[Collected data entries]
== Segment start ==
use chrono::{DateTime, Utc};
use serde::{Deserialize, Serialize};
use std::collections::BTreeMap;

/// One tag of one repository at one point in time.
///
/// Immutable once constructed; an update is always a whole-value
/// substitution keyed by `tag`.
#[derive(Debug, Clone, PartialEq, Serialize, Deserialize)]
pub struct Image {
    pub tag: String,
    pub created: DateTime<Utc>,
    pub labels: BTreeMap<String, String>,
}

impl Image {
    pub fn new(tag: impl Into<String>, created: DateTime<Utc>, labels: BTreeMap<String, String>) -> Self {
        Image {
            tag: tag.into(),
            created,
            labels,
        }
    }

    /// Evaluates a label-equality and creation-window filter against this
    /// image, per the search query semantics in the read API.
    pub fn matches(
        &self,
        created_after: Option<DateTime<Utc>>,
        created_before: Option<DateTime<Utc>>,
        labels: &BTreeMap<String, String>,
    ) -> bool {
        if let Some(after) = created_after {
            if self.created <= after {
                return false;
            }
        }
        if let Some(before) = created_before {
            if self.created >= before {
                return false;
            }
        }
        labels
            .iter()
            .all(|(key, value)| self.labels.get(key) == Some(value))
    }
}

#[cfg(test)]
mod tests {
    use super::*;
    use chrono::TimeZone;

    fn image(tag: &str, created: DateTime<Utc>, labels: &[(&str, &str)]) -> Image {
        Image::new(
            tag,
            created,
            labels
                .iter()
                .map(|(k, v)| (k.to_string(), v.to_string()))
                .collect(),
        )
    }

    #[test]
    fn filters_on_creation_window() {
        let t = Utc.with_ymd_and_hms(2024, 1, 1, 0, 0, 0).unwrap();
        let img = image("v1", t, &[]);

        assert!(img.matches(None, None, &BTreeMap::new()));
        assert!(!img.matches(Some(t), None, &BTreeMap::new()));
        assert!(!img.matches(None, Some(t), &BTreeMap::new()));
        assert!(img.matches(
            Some(t - chrono::Duration::seconds(1)),
            Some(t + chrono::Duration::seconds(1)),
            &BTreeMap::new()
        ));
    }

    #[test]
    fn filters_on_label_equality() {
        let t = Utc::now();
        let img = image("v1", t, &[("env", "prod")]);
        let mut query = BTreeMap::new();
        query.insert("env".to_string(), "prod".to_string());
        assert!(img.matches(None, None, &query));

        query.insert("env".to_string(), "staging".to_string());
        assert!(!img.matches(None, None, &query));

        query.insert("missing".to_string(), "x".to_string());
        assert!(!img.matches(None, None, &query));
    }
}
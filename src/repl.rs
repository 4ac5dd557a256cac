//! 交互式 REPL
//!
//! 逐行读取表达式并打印扫描出的 Token

use std::path::PathBuf;

use owo_colors::OwoColorize;
use rustyline::error::ReadlineError;
use rustyline::history::DefaultHistory;
use rustyline::{Config, Editor};

use crate::config::{TOOL_NAME, VERSION};
use crate::lexer::{Scanner, Token, TokenKind};

/// 历史记录文件名
const HISTORY_FILE: &str = ".exprlex_history";

/// 历史记录条数上限
const MAX_HISTORY_SIZE: usize = 1000;

/// 交互式 REPL
pub struct Repl {
    editor: Editor<(), DefaultHistory>,
    history_path: PathBuf,
}

impl Repl {
    /// 创建 REPL
    pub fn new() -> rustyline::Result<Self> {
        let config = Config::builder()
            .history_ignore_dups(true)?
            .history_ignore_space(true)
            .max_history_size(MAX_HISTORY_SIZE)?
            .auto_add_history(true)
            .build();

        let editor = Editor::with_config(config)?;

        // 历史记录放在用户数据目录下
        let history_path = dirs::data_local_dir()
            .unwrap_or_else(|| PathBuf::from("."))
            .join(TOOL_NAME)
            .join(HISTORY_FILE);

        if let Some(parent) = history_path.parent() {
            let _ = std::fs::create_dir_all(parent);
        }

        Ok(Self { editor, history_path })
    }

    /// 运行 REPL 主循环
    pub fn run(&mut self) -> rustyline::Result<()> {
        let _ = self.editor.load_history(&self.history_path);

        println!("{} {} REPL", TOOL_NAME, VERSION);
        println!("Type 'exit' to quit.\n");

        loop {
            let prompt = format!("{} ", "expr>".bright_green().bold());

            match self.editor.readline(&prompt) {
                Ok(line) => {
                    let line = line.trim();
                    if line.is_empty() {
                        continue;
                    }
                    if line == "exit" || line == "quit" {
                        break;
                    }
                    print_tokens(line);
                }
                Err(ReadlineError::Interrupted) => {
                    println!("{}", "^C".dimmed());
                    continue;
                }
                Err(ReadlineError::Eof) => break,
                Err(err) => {
                    eprintln!("{}: {:?}", "Error".red().bold(), err);
                    break;
                }
            }
        }

        let _ = self.editor.save_history(&self.history_path);

        Ok(())
    }
}

/// 扫描一行输入并打印所有 token
fn print_tokens(line: &str) {
    let mut scanner = Scanner::new(line);

    for token in scanner.scan_tokens() {
        if token.is_eof() {
            break;
        }
        if let TokenKind::Error(msg) = &token.kind {
            eprintln!(
                "{} [{}:{}] {}",
                "Error".red().bold(),
                token.span.line,
                token.span.column,
                msg
            );
            break;
        }
        println!("{}", format_token(&token));
    }
}

/// 按 token 类型给词素着色
fn format_token(token: &Token) -> String {
    let lexeme = match token.kind {
        TokenKind::Identifier => token.lexeme.cyan().to_string(),
        TokenKind::Number => token.lexeme.yellow().to_string(),
        TokenKind::LeftParen | TokenKind::RightParen => token.lexeme.magenta().to_string(),
        _ => token.lexeme.green().to_string(),
    };
    format!("{:12} {}", format!("{:?}", token.kind), lexeme)
}
//! 国际化模块
//!
//! 提供多语言消息支持，目前支持英文和中文

pub mod messages;
pub mod en;
pub mod zh;

/// 支持的语言
#[derive(Debug, Clone, Copy, PartialEq, Eq, Default)]
pub enum Locale {
    /// 英文（默认）
    #[default]
    En,
    /// 中文
    Zh,
}

/// 获取指定语言的消息
pub fn get_message(key: &str, locale: Locale) -> &'static str {
    match locale {
        Locale::En => en::get(key),
        Locale::Zh => zh::get(key),
    }
}

/// 获取带参数的消息（使用 {} 占位符）
pub fn format_message(key: &str, locale: Locale, args: &[&str]) -> String {
    let mut msg = get_message(key, locale).to_string();
    for arg in args {
        if let Some(pos) = msg.find("{}") {
            msg.replace_range(pos..pos + 2, arg);
        }
    }
    msg
}

#[cfg(test)]
mod tests {
    use super::*;

    #[test]
    fn test_format_message() {
        let msg = format_message(messages::MSG_CLI_VERSION, Locale::En, &["expr", "0.1.0"]);
        assert_eq!(msg, "expr version 0.1.0");
    }

    #[test]
    fn test_locale_fallback() {
        assert_eq!(get_message("NO_SUCH_KEY", Locale::En), "Unknown message key");
        assert_eq!(get_message("NO_SUCH_KEY", Locale::Zh), "未知的消息键");
    }
}
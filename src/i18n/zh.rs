//! 中文消息

use super::messages::*;

/// 获取中文消息
pub fn get(key: &str) -> &'static str {
    match key {
        // CLI 消息
        MSG_CLI_USAGE => "用法: {} <命令> [选项] <文件>",
        MSG_CLI_VERSION => "{} 版本 {}",
        MSG_CLI_FILE_NOT_FOUND => "文件未找到: {}",
        MSG_CLI_INVALID_EXTENSION => "无效的文件扩展名: '{}'。请使用 '.{}' 文件",
        MSG_CLI_CANNOT_READ_FILE => "无法读取文件 {}: {}",
        MSG_CLI_LEX_ERROR => "[词法错误]",

        // 未知消息键
        _ => "未知的消息键",
    }
}
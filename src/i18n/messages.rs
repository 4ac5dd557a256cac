//! 消息键定义
//!
//! 每个键在各语言表中对应一条消息文本

// CLI 消息
pub const MSG_CLI_USAGE: &str = "MSG_CLI_USAGE";
pub const MSG_CLI_VERSION: &str = "MSG_CLI_VERSION";
pub const MSG_CLI_FILE_NOT_FOUND: &str = "MSG_CLI_FILE_NOT_FOUND";
pub const MSG_CLI_INVALID_EXTENSION: &str = "MSG_CLI_INVALID_EXTENSION";
pub const MSG_CLI_CANNOT_READ_FILE: &str = "MSG_CLI_CANNOT_READ_FILE";
pub const MSG_CLI_LEX_ERROR: &str = "MSG_CLI_LEX_ERROR";
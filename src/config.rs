//! 配置常量模块
//!
//! 所有可配置的工具相关常量都在这里定义，便于后期修改

/// 工具名称
pub const TOOL_NAME: &str = "exprlex";

/// 源码文件扩展名
pub const SOURCE_EXTENSION: &str = "expr";

/// 版本号
pub const VERSION: &str = env!("CARGO_PKG_VERSION");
== Segment end ==
* [TASK DESCRIPTION]
Among the entries, find every line holding "Result" and return it.

* [ANSWER SPACE]
    pub fn new() -> rustyline::Result<Self> {
    pub fn run(&mut self) -> rustyline::Result<()> {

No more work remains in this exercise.